EXERCISE BRIEF:
Beginning with the first line of the data below, extract each line up to and including the one containing "use crate::access::AccessControl;". Copy them exactly and add nothing.

SUPPLIED MATERIAL:
═══

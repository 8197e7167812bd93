//! Server-side collaboration hub.
//!
//! Shared by the WebSocket server and the HTTP API: every submission,
//! live or batch, goes through [`CollabHub::submit`], so every member of a
//! document sees accepted changes in the same version-ascending order.
//!
//! ```text
//!            ┌──────────────── CollabHub ────────────────┐
//!  join ───► │ AccessControl ─► Broadcast::join ─► log    │ ──► JoinOutcome
//!            │                  (subscribe first)  replay │
//!  submit ─► │ commit lock(doc) ─► Reconciler ─► publish  │ ──► Reconciliation
//!            │                   (held across both)       │
//!  leave ──► │ Broadcast::leave ─► publish(Left)          │
//!            └────────────────────────────────────────────┘
//! ```

use parking_lot::Mutex;
use std::collections::HashMap;
use std::sync::Arc;
use uuid::Uuid;

use crate::access::AccessControl;
use crate::broadcast::{Broadcast, BroadcastStats, ChannelEvent, LocalBroadcast, Subscription};
use crate::error::{SyncError, SyncResult};
use crate::identity::{Credentials, IdentityProvider, TrustedIdentity};
use crate::model::{AccessLevel, Change, Document, Identity, PendingChange, PresenceEntry};
use crate::presence::PresenceKind;
use crate::protocol::Limits;
use crate::reconciler::{Reconciler, Reconciliation};
use crate::storage::{ChangeLog, MemoryStore, Store};

/// Everything a newly joined session needs.
pub struct JoinOutcome {
    pub session_id: Uuid,
    pub access: AccessLevel,
    pub current_version: u64,
    /// Changes in `(last_version, current_version]`.
    pub missed: Vec<Change>,
    /// Members at join time, this session included.
    pub presence: Vec<PresenceEntry>,
    pub subscription: Subscription,
}

pub struct CollabHub {
    log: Arc<dyn ChangeLog>,
    access: AccessControl,
    reconciler: Reconciler,
    channel: Arc<dyn Broadcast>,
    identity: Arc<dyn IdentityProvider>,
    limits: Limits,
    /// Per-document commit locks, held across reconcile + publish.
    commit_locks: Mutex<HashMap<Uuid, Arc<tokio::sync::Mutex<()>>>>,
}

impl CollabHub {
    pub fn new<S: Store + 'static>(
        store: Arc<S>,
        channel: Arc<dyn Broadcast>,
        identity: Arc<dyn IdentityProvider>,
        limits: Limits,
    ) -> Self {
        let log: Arc<dyn ChangeLog> = store.clone();
        Self {
            reconciler: Reconciler::new(log.clone()),
            access: AccessControl::new(store),
            log,
            channel,
            identity,
            limits,
            commit_locks: Mutex::new(HashMap::new()),
        }
    }

    /// In-memory store, local channel, trusted identities.
    pub fn in_memory(broadcast_capacity: usize) -> Self {
        Self::new(
            Arc::new(MemoryStore::new()),
            Arc::new(LocalBroadcast::new(broadcast_capacity)),
            Arc::new(TrustedIdentity),
            Limits::default(),
        )
    }

    pub fn access(&self) -> &AccessControl {
        &self.access
    }

    pub fn limits(&self) -> Limits {
        self.limits
    }

    pub fn authenticate(&self, credentials: &Credentials) -> SyncResult<Identity> {
        self.identity.authenticate(credentials)
    }

    pub fn create_document(&self, owner: &Identity, title: &str) -> SyncResult<Document> {
        self.access.create_document(owner, title)
    }

    pub fn document(&self, identity: &Identity, doc_id: Uuid) -> SyncResult<Document> {
        self.access.require(doc_id, identity.id, AccessLevel::View)?;
        Ok(self.log.document(doc_id)?)
    }

    pub fn list_documents(&self) -> SyncResult<Vec<Uuid>> {
        Ok(self.log.list_documents()?)
    }

    /// Join a document channel and replay what the caller missed.
    pub fn join(
        &self,
        doc_id: Uuid,
        identity: &Identity,
        session_id: Uuid,
        last_version: u64,
    ) -> SyncResult<JoinOutcome> {
        let access = self.access.can_join(doc_id, identity)?;
        let entry = PresenceEntry::new(session_id, identity.clone(), access);

        // Subscribe before reading the log: anything committed from here on
        // is either in `missed` or delivered through the subscription.
        let subscription = self.channel.join(doc_id, entry.clone());

        let replay = self.replay(doc_id, last_version);
        let (current_version, missed) = match replay {
            Ok(replay) => replay,
            Err(e) => {
                self.channel.leave(doc_id, session_id);
                return Err(e);
            }
        };

        let presence = self.channel.presence(doc_id);
        self.channel.publish(
            doc_id,
            ChannelEvent::Presence {
                kind: PresenceKind::Joined,
                entry,
            },
        );

        log::info!(
            "{} joined {doc_id} as {access} (session {session_id}, v{last_version} -> v{current_version}, {} missed)",
            identity.display_name,
            missed.len()
        );

        Ok(JoinOutcome {
            session_id,
            access,
            current_version,
            missed,
            presence,
            subscription,
        })
    }

    fn replay(&self, doc_id: Uuid, since: u64) -> SyncResult<(u64, Vec<Change>)> {
        let current = self.log.current_version(doc_id)?;
        if since > current {
            log::error!("Document {doc_id}: client claims v{since}, log is at v{current}");
            return Err(SyncError::Corrupt(format!(
                "client version {since} is ahead of current version {current}"
            )));
        }
        let changes = self.log.read_since(doc_id, since)?;
        // The log may have moved on between the two reads.
        let current = changes.last().map_or(current, |c| c.version.max(current));
        Ok((current, changes))
    }

    /// Reconcile a batch and broadcast what was accepted.
    ///
    /// `origin` is the submitting live session, `None` for HTTP batches.
    pub async fn submit(
        &self,
        doc_id: Uuid,
        identity: &Identity,
        origin: Option<Uuid>,
        base_version: u64,
        pending: Vec<PendingChange>,
    ) -> SyncResult<Reconciliation> {
        self.limits.check_batch(&pending)?;
        self.access.require(doc_id, identity.id, AccessLevel::Edit)?;

        let lock = self.commit_lock(doc_id);
        let result = {
            let _guard = lock.lock().await;
            self.reconciler
                .reconcile(doc_id, identity.id, base_version, pending)
                .map(|outcome| {
                    if let Reconciliation::Accepted { changes, .. } = &outcome {
                        for change in changes {
                            self.channel.publish(
                                doc_id,
                                ChannelEvent::Change {
                                    origin,
                                    change: change.clone(),
                                },
                            );
                        }
                    }
                    outcome
                })
        };
        drop(lock);
        self.release_commit_lock(doc_id);
        result
    }

    fn commit_lock(&self, doc_id: Uuid) -> Arc<tokio::sync::Mutex<()>> {
        self.commit_locks
            .lock()
            .entry(doc_id)
            .or_insert_with(|| Arc::new(tokio::sync::Mutex::new(())))
            .clone()
    }

    /// Drop the document's lock once no submitter holds or awaits it.
    fn release_commit_lock(&self, doc_id: Uuid) {
        let mut locks = self.commit_locks.lock();
        if locks.get(&doc_id).is_some_and(|lock| Arc::strong_count(lock) == 1) {
            locks.remove(&doc_id);
        }
    }

    /// Leave the channel; remaining members are told.
    pub fn leave(&self, doc_id: Uuid, session_id: Uuid) -> Option<PresenceEntry> {
        let entry = self.channel.leave(doc_id, session_id)?;
        self.channel.publish(
            doc_id,
            ChannelEvent::Presence {
                kind: PresenceKind::Left,
                entry: entry.clone(),
            },
        );
        log::info!(
            "{} left {doc_id} (session {session_id})",
            entry.identity.display_name
        );
        Some(entry)
    }

    /// Changes after `since`, plus the version they lead to.
    pub fn read_since(&self, doc_id: Uuid, identity: &Identity, since: u64) -> SyncResult<(u64, Vec<Change>)> {
        self.access.require(doc_id, identity.id, AccessLevel::View)?;
        self.replay(doc_id, since)
    }

    pub fn touch(&self, doc_id: Uuid, session_id: Uuid) -> bool {
        self.channel.touch(doc_id, session_id)
    }

    pub fn presence(&self, doc_id: Uuid) -> Vec<PresenceEntry> {
        self.channel.presence(doc_id)
    }

    pub fn channel_stats(&self, doc_id: Uuid) -> Option<BroadcastStats> {
        self.channel.stats(doc_id)
    }
}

═══

ANSWER BOX:
repository 8197e7167812bd93
//! Server-side collaboration hub.
//!
//! Shared by the WebSocket server and the HTTP API: every submission,
//! live or batch, goes through [`CollabHub::submit`], so every member of a
//! document sees accepted changes in the same version-ascending order.
//!
//! ```text
//!            ┌──────────────── CollabHub ────────────────┐
//!  join ───► │ AccessControl ─► Broadcast::join ─► log    │ ──► JoinOutcome
//!            │                  (subscribe first)  replay │
//!  submit ─► │ commit lock(doc) ─► Reconciler ─► publish  │ ──► Reconciliation
//!            │                   (held across both)       │
//!  leave ──► │ Broadcast::leave ─► publish(Left)          │
//!            └────────────────────────────────────────────┘
//! ```

use parking_lot::Mutex;
use std::collections::HashMap;
use std::sync::Arc;
use uuid::Uuid;

use crate::access::AccessControl;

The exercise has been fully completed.